SQLServerCentral Article

Using OVER() to Remove Duplicate Rows

,

The OVER() clause can be used in a variety of situations. Here, we’ll see how it can help us to remove duplicate rows from a heap table with no primary key or unique identifier.

The Problem

Once upon a time I was consulting for an insurance company. The usual kind of thing…build a database to handle policies, fix issues with the existing system, import data into the new system from the old and so on. They used Tableau for statistical purposes. This meant data sources were required to allow Tableau to access SQL Server.

At the time, Tableau didn’t support stored procedures, so the approach was to develop views, which could be queried straight from Tableau. The development team created a number of flat tables, which housed the data needed by each individual Tableau view. So far, so good. Unfortunately, somebody (it wasn’t me!) accidentally set up duplicate schedules in SQL Agent…resulting in data being imported twice! Obviously this knocked our statistics out. How to remove the duplicates? Well, there are lots of ways of handling this, but we went with the OVER() clause. Read on to see how it can be done…

The Data

The script below gives a simplified view of one of the tables we needed to fix.

CREATE TABLE dbo.InsurancePolicy
(
PolicyId INT,
FirstName VARCHAR(100),
Surname VARCHAR(100),
PolicyStartDate DATE,
PolicyEndDate DATE
);

Here’s an example of the data this table contained (all names have been changed to protect the innocent – if you’re in here you’re either famous, I know you, or you were in AdventureWorks!).

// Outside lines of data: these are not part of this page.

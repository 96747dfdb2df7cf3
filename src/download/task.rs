use super::progress::ProgressUpdate;
use super::runner::RunControl;
use crate::app::config::{Destination, DownloadProfile};
use chrono::{DateTime, Utc};
use serde::{Deserialize, Serialize};
use std::path::PathBuf;

/// Most recent output lines kept per download
pub const MAX_LOG_LINES: usize = 1000;

/// Log entry for download events
#[derive(Debug, Clone, PartialEq, Serialize, Deserialize)]
pub struct LogEntry {
    pub timestamp: DateTime<Utc>,
    pub level: LogLevel,
    pub message: String,
}

/// Log level for entries
#[derive(Debug, Clone, Copy, PartialEq, Eq, Serialize, Deserialize)]
#[serde(rename_all = "lowercase")]
pub enum LogLevel {
    Info,
    Warn,
    Error,
}

impl LogEntry {
    pub fn info(message: impl Into<String>) -> Self {
        Self::with_level(LogLevel::Info, message)
    }

    pub fn warn(message: impl Into<String>) -> Self {
        Self::with_level(LogLevel::Warn, message)
    }

    pub fn error(message: impl Into<String>) -> Self {
        Self::with_level(LogLevel::Error, message)
    }

    fn with_level(level: LogLevel, message: impl Into<String>) -> Self {
        Self {
            timestamp: Utc::now(),
            level,
            message: message.into(),
        }
    }
}

/// Lifecycle state of a download
#[derive(Debug, Clone, Copy, PartialEq, Eq, Hash, Serialize, Deserialize)]
#[serde(rename_all = "lowercase")]
pub enum DownloadState {
    Queued,
    Running,
    Complete,
    Error,
    Stopped,
}

impl DownloadState {
    /// Complete, Error and Stopped accept no further lifecycle transition
    pub fn is_terminal(self) -> bool {
        matches!(
            self,
            DownloadState::Complete | DownloadState::Error | DownloadState::Stopped
        )
    }

    pub fn as_str(self) -> &'static str {
        match self {
            DownloadState::Queued => "queued",
            DownloadState::Running => "running",
            DownloadState::Complete => "complete",
            DownloadState::Error => "error",
            DownloadState::Stopped => "stopped",
        }
    }
}

impl std::fmt::Display for DownloadState {
    fn fmt(&self, f: &mut std::fmt::Formatter<'_>) -> std::fmt::Result {
        f.write_str(self.as_str())
    }
}

/// One requested fetch, owned by the manager's registry.
///
/// Only the manager mutates a `Download`, always while holding its guard.
/// Everything handed out to other components is a [`DownloadSnapshot`].
#[derive(Debug)]
pub struct Download {
    id: u64,
    url: String,
    domain: String,
    state: DownloadState,
    profile: Option<DownloadProfile>,
    destination: Option<Destination>,
    created_at: DateTime<Utc>,
    started_at: Option<DateTime<Utc>>,
    finished_at: Option<DateTime<Utc>>,
    stop_requested: bool,
    percent: Option<f32>,
    eta: Option<String>,
    playlist_current: Option<u32>,
    playlist_total: Option<u32>,
    files: Vec<PathBuf>,
    error_message: Option<String>,
    logs: Vec<LogEntry>,
    process: Option<RunControl>,
}

impl Download {
    pub(crate) fn new(id: u64, url: String, domain: String) -> Self {
        let mut download = Self {
            id,
            url,
            domain,
            state: DownloadState::Queued,
            profile: None,
            destination: None,
            created_at: Utc::now(),
            started_at: None,
            finished_at: None,
            stop_requested: false,
            percent: None,
            eta: None,
            playlist_current: None,
            playlist_total: None,
            files: Vec::new(),
            error_message: None,
            logs: Vec::new(),
            process: None,
        };
        download.log(LogEntry::info("Download created"));
        download
    }

    pub fn id(&self) -> u64 {
        self.id
    }

    pub fn url(&self) -> &str {
        &self.url
    }

    pub fn domain(&self) -> &str {
        &self.domain
    }

    pub fn state(&self) -> DownloadState {
        self.state
    }

    pub fn profile(&self) -> Option<&DownloadProfile> {
        self.profile.as_ref()
    }

    pub fn destination(&self) -> Option<&Destination> {
        self.destination.as_ref()
    }

    pub fn files(&self) -> &[PathBuf] {
        &self.files
    }

    pub fn finished_at(&self) -> Option<DateTime<Utc>> {
        self.finished_at
    }

    pub fn stop_requested(&self) -> bool {
        self.stop_requested
    }

    /// Queued with a profile chosen
    pub fn is_startable(&self) -> bool {
        self.state == DownloadState::Queued && self.profile.is_some()
    }

    pub(crate) fn log(&mut self, entry: LogEntry) {
        self.logs.push(entry);
        if self.logs.len() > MAX_LOG_LINES {
            let excess = self.logs.len() - MAX_LOG_LINES;
            self.logs.drain(..excess);
        }
    }

    pub(crate) fn set_profile(&mut self, profile: DownloadProfile) {
        self.log(LogEntry::info(format!("Profile set to '{}'", profile.name)));
        self.profile = Some(profile);
    }

    pub(crate) fn set_destination(&mut self, destination: Option<Destination>) {
        let label = destination
            .as_ref()
            .map(|d| d.name.clone())
            .unwrap_or_else(|| "don't move".to_string());
        self.log(LogEntry::info(format!("Destination set to '{}'", label)));
        self.destination = destination;
    }

    pub(crate) fn replace_files(&mut self, files: Vec<PathBuf>) {
        self.files = files;
    }

    /// Point recorded files at their new location. Entries that no longer
    /// match a `from` path are left as they are.
    pub(crate) fn record_moves(&mut self, moved: &[(PathBuf, PathBuf)]) {
        for file in &mut self.files {
            if let Some((_, to)) = moved.iter().find(|(from, _)| from == file) {
                *file = to.clone();
            }
        }
    }

    /// Queued -> Running. The caller holds the domain slot.
    pub(crate) fn mark_running(&mut self, control: RunControl) {
        debug_assert_eq!(self.state, DownloadState::Queued);
        self.state = DownloadState::Running;
        self.started_at.get_or_insert_with(Utc::now);
        self.process = Some(control);
        self.log(LogEntry::info("Download started"));
    }

    /// Queued -> Stopped, no process involved
    pub(crate) fn mark_stopped_before_start(&mut self) {
        debug_assert_eq!(self.state, DownloadState::Queued);
        self.state = DownloadState::Stopped;
        self.finished_at.get_or_insert_with(Utc::now);
        self.log(LogEntry::info("Download stopped before starting"));
    }

    /// Record a stop request and signal the process. The state stays
    /// Running until the runner reports termination.
    pub(crate) fn request_stop(&mut self) {
        self.stop_requested = true;
        if let Some(control) = self.process.as_mut() {
            control.request_stop();
        }
        self.log(LogEntry::warn("Stop requested"));
    }

    /// Running -> terminal. Drops the process handle. Returns false (and
    /// changes nothing) when the download is not Running.
    pub(crate) fn finish(&mut self, state: DownloadState, message: Option<String>) -> bool {
        if self.state != DownloadState::Running || !state.is_terminal() {
            return false;
        }
        self.state = state;
        self.process = None;
        self.finished_at.get_or_insert_with(Utc::now);
        self.eta = None;
        match state {
            DownloadState::Complete => {
                self.percent = Some(100.0);
                self.log(LogEntry::info("Download complete"));
            }
            DownloadState::Stopped => {
                self.log(LogEntry::warn("Download stopped"));
            }
            _ => {
                let text = message.clone().unwrap_or_else(|| "unknown failure".to_string());
                self.log(LogEntry::error(format!("Download failed: {}", text)));
            }
        }
        if state == DownloadState::Error {
            self.error_message = message;
        }
        true
    }

    /// Queued -> Error when the runner could not even be started
    pub(crate) fn fail_to_start(&mut self, message: String) {
        debug_assert_eq!(self.state, DownloadState::Queued);
        self.state = DownloadState::Error;
        self.finished_at.get_or_insert_with(Utc::now);
        self.log(LogEntry::error(format!("Could not start downloader: {}", message)));
        self.error_message = Some(message);
    }

    pub(crate) fn apply_progress(&mut self, update: ProgressUpdate) {
        match update {
            ProgressUpdate::Percent { percent, eta } => {
                self.percent = Some(percent);
                if eta.is_some() {
                    self.eta = eta;
                }
            }
            ProgressUpdate::File { path } => {
                if !self.files.contains(&path) {
                    self.files.push(path);
                }
            }
            ProgressUpdate::AlreadyDownloaded { path } => {
                self.percent = Some(100.0);
                if !self.files.contains(&path) {
                    self.files.push(path);
                }
            }
            ProgressUpdate::Merged { path } => {
                self.files = vec![path];
            }
            ProgressUpdate::Playlist { current, total } => {
                self.playlist_current = Some(current);
                self.playlist_total = Some(total);
            }
        }
    }

    pub fn snapshot(&self) -> DownloadSnapshot {
        DownloadSnapshot::from(self)
    }
}

/// Point-in-time, serialisable view of a [`Download`]
#[derive(Debug, Clone, PartialEq, Serialize, Deserialize)]
pub struct DownloadSnapshot {
    pub id: u64,
    pub url: String,
    pub domain: String,
    pub state: DownloadState,
    pub profile: Option<DownloadProfile>,
    pub destination: Option<Destination>,
    pub created_at: DateTime<Utc>,
    pub started_at: Option<DateTime<Utc>>,
    pub finished_at: Option<DateTime<Utc>>,
    pub stop_requested: bool,
    pub percent: Option<f32>,
    pub eta: Option<String>,
    pub playlist_current: Option<u32>,
    pub playlist_total: Option<u32>,
    pub files: Vec<PathBuf>,
    pub error_message: Option<String>,
    pub logs: Vec<LogEntry>,
    /// True while the state allows a stop request
    pub can_stop: bool,
}

impl From<&Download> for DownloadSnapshot {
    fn from(download: &Download) -> Self {
        Self {
            id: download.id,
            url: download.url.clone(),
            domain: download.domain.clone(),
            state: download.state,
            profile: download.profile.clone(),
            destination: download.destination.clone(),
            created_at: download.created_at,
            started_at: download.started_at,
            finished_at: download.finished_at,
            stop_requested: download.stop_requested,
            percent: download.percent,
            eta: download.eta.clone(),
            playlist_current: download.playlist_current,
            playlist_total: download.playlist_total,
            files: download.files.clone(),
            error_message: download.error_message.clone(),
            logs: download.logs.clone(),
            can_stop: !download.state.is_terminal(),
        }
    }
}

Oh dear…two of everybody! We can confirm this by running a couple of counts.

Removing the Duplicates

If we had a primary key, removing the duplicates would be easy. Each row would have a unique identifier and we could use that to identify duplicates. We don’t have that luxury here, so we’ll use OVER() with ROW_NUMBER() to give each row an ID. We’ll split the data up by PolicyId, FirstName, Surname, PolicyStartDate and PolicyEndDate (i.e. we’ll partition using all columns). We can then just keep rows with a row number of 1. The full process is:

  • Dump the data into a temp table, with a row number assigned
  • Each row should have a row number of either 1 or 2 (because we’ve partitioned using all columns)
  • Remove all rows where row number > 1
  • Empty the target table
  • Insert the rows from the temp table

The Clean-up Script

The full script to remove the duplicates isn’t particularly big.

USE DuplicateImports;
DECLARE @TargetRowCount INT, @ActualRowCount INT;
-- Figure out how many rows we expect to have at the end of the import
-- As each row has been imported twice, we can simply divide the row count by 2
IF EXISTS (SELECT 1 FROM dbo.InsurancePolicy)
BEGIN;
SELECT @TargetRowCount = COUNT(1) / 2 FROM dbo.InsurancePolicy;
END;
-- Dump data into temp table, assigning a row number to identify duplicates
SELECT ROW_NUMBER() OVER (PARTITION BY PolicyId, FirstName, Surname, PolicyStartDate, PolicyEndDate
ORDER BY PolicyId) AS RowNumber, PolicyId, FirstName, Surname, PolicyStartDate, PolicyEndDate
INTO #allpolicy
FROM dbo.InsurancePolicy;
-- Clear out duplicates from temp table
DELETE FROM #allpolicy WHERE RowNumber > 1;
IF (@TargetRowCount > 0 AND EXISTS(SELECT 1 FROM #allpolicy))
BEGIN;
BEGIN TRANSACTION;
TRUNCATE TABLE dbo.InsurancePolicy;
INSERT INTO dbo.InsurancePolicy
(PolicyId, FirstName, Surname, PolicyStartDate, PolicyEndDate)
SELECT PolicyId, FirstName, Surname, PolicyStartDate, PolicyEndDate FROM #allpolicy;
SELECT @ActualRowCount = COUNT(1) FROM dbo.InsurancePolicy;
IF (@TargetRowCount = @ActualRowCount)
BEGIN;
COMMIT TRANSACTION;
PRINT 'Update successful. Duplicates removed.';
END;
ELSE
BEGIN;
ROLLBACK TRANSACTION;
PRINT 'Update failed - target row count does not match actual row count after processing.';
END;
DROP TABLE #allpolicy;
END;

Let’s work through this. We begin by declaring a couple of variables, one to hold the row count we expect to hit at the end of the process (@TargetRowCount), and another to store the actual number of rows the target table contains after the update completes (@ActualRowCount). We can use these to check if we need to roll back or commit the change.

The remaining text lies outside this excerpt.